Problem requirements:
From the entries below, copy exactly the lines from the one that contains "let path = PathBuf::from(meta.full_path());" through the one that contains "the document at", both included, and only those.

──────── Extracted data

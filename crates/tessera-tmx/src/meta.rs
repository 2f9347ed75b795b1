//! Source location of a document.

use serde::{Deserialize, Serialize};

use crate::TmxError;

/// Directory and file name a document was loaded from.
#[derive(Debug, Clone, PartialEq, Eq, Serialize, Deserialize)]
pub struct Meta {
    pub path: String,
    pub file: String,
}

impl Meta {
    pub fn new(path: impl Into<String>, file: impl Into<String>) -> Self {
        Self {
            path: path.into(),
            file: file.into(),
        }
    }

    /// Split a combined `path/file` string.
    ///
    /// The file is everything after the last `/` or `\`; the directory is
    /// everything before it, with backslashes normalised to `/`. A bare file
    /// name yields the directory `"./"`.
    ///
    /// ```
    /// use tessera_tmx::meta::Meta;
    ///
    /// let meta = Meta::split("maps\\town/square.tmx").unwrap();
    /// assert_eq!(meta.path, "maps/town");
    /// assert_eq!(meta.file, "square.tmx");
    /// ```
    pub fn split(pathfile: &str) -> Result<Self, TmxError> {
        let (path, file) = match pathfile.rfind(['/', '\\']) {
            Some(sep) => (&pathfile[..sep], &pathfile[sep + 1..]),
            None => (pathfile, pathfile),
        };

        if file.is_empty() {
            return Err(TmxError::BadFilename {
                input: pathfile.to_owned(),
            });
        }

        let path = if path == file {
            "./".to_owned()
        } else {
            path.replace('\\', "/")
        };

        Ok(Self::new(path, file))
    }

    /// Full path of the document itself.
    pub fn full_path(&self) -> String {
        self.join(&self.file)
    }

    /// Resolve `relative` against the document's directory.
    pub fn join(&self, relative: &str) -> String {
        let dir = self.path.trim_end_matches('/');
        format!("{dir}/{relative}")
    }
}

────────────────
──────── Extracted data

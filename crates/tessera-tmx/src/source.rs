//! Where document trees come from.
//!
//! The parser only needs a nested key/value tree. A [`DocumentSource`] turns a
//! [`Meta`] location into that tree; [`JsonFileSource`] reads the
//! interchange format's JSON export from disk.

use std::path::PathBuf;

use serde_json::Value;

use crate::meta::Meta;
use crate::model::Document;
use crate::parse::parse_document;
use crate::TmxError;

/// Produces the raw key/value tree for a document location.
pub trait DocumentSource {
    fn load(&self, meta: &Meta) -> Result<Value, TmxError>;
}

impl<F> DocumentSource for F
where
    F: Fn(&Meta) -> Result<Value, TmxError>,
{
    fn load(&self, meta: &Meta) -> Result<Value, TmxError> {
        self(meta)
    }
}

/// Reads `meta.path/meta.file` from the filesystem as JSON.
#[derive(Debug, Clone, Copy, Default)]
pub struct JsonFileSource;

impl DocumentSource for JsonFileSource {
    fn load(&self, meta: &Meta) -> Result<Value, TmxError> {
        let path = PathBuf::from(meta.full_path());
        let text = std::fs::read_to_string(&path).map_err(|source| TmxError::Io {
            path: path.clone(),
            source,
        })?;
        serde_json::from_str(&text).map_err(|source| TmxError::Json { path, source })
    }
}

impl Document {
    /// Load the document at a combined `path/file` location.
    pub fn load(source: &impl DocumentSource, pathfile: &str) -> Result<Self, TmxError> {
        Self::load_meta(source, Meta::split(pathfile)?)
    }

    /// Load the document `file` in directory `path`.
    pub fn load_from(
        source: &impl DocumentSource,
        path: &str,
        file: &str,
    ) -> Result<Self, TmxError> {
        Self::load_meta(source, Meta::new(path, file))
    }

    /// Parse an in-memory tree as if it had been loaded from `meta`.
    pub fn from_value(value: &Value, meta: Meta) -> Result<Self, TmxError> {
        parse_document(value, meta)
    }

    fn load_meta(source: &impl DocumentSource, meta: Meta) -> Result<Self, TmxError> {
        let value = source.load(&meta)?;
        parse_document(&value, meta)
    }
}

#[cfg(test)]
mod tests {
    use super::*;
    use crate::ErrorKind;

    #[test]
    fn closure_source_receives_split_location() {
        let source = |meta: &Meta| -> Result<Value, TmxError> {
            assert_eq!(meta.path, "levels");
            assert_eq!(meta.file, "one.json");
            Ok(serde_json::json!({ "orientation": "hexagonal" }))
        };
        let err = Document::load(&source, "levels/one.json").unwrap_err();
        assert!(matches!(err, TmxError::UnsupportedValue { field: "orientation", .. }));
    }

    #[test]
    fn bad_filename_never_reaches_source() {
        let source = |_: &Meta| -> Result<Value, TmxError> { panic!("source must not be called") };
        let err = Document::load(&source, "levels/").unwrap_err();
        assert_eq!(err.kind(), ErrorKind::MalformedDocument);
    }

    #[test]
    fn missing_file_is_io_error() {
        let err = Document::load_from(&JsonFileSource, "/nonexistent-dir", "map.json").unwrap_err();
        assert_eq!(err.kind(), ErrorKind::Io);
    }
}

────────────────

Reply to the exercise:
        let path = PathBuf::from(meta.full_path());
        let text = std::fs::read_to_string(&path).map_err(|source| TmxError::Io {
            path: path.clone(),
            source,
        })?;
        serde_json::from_str(&text).map_err(|source| TmxError::Json { path, source })
    }
}

impl Document {
    /// Load the document at a combined `path/file` location.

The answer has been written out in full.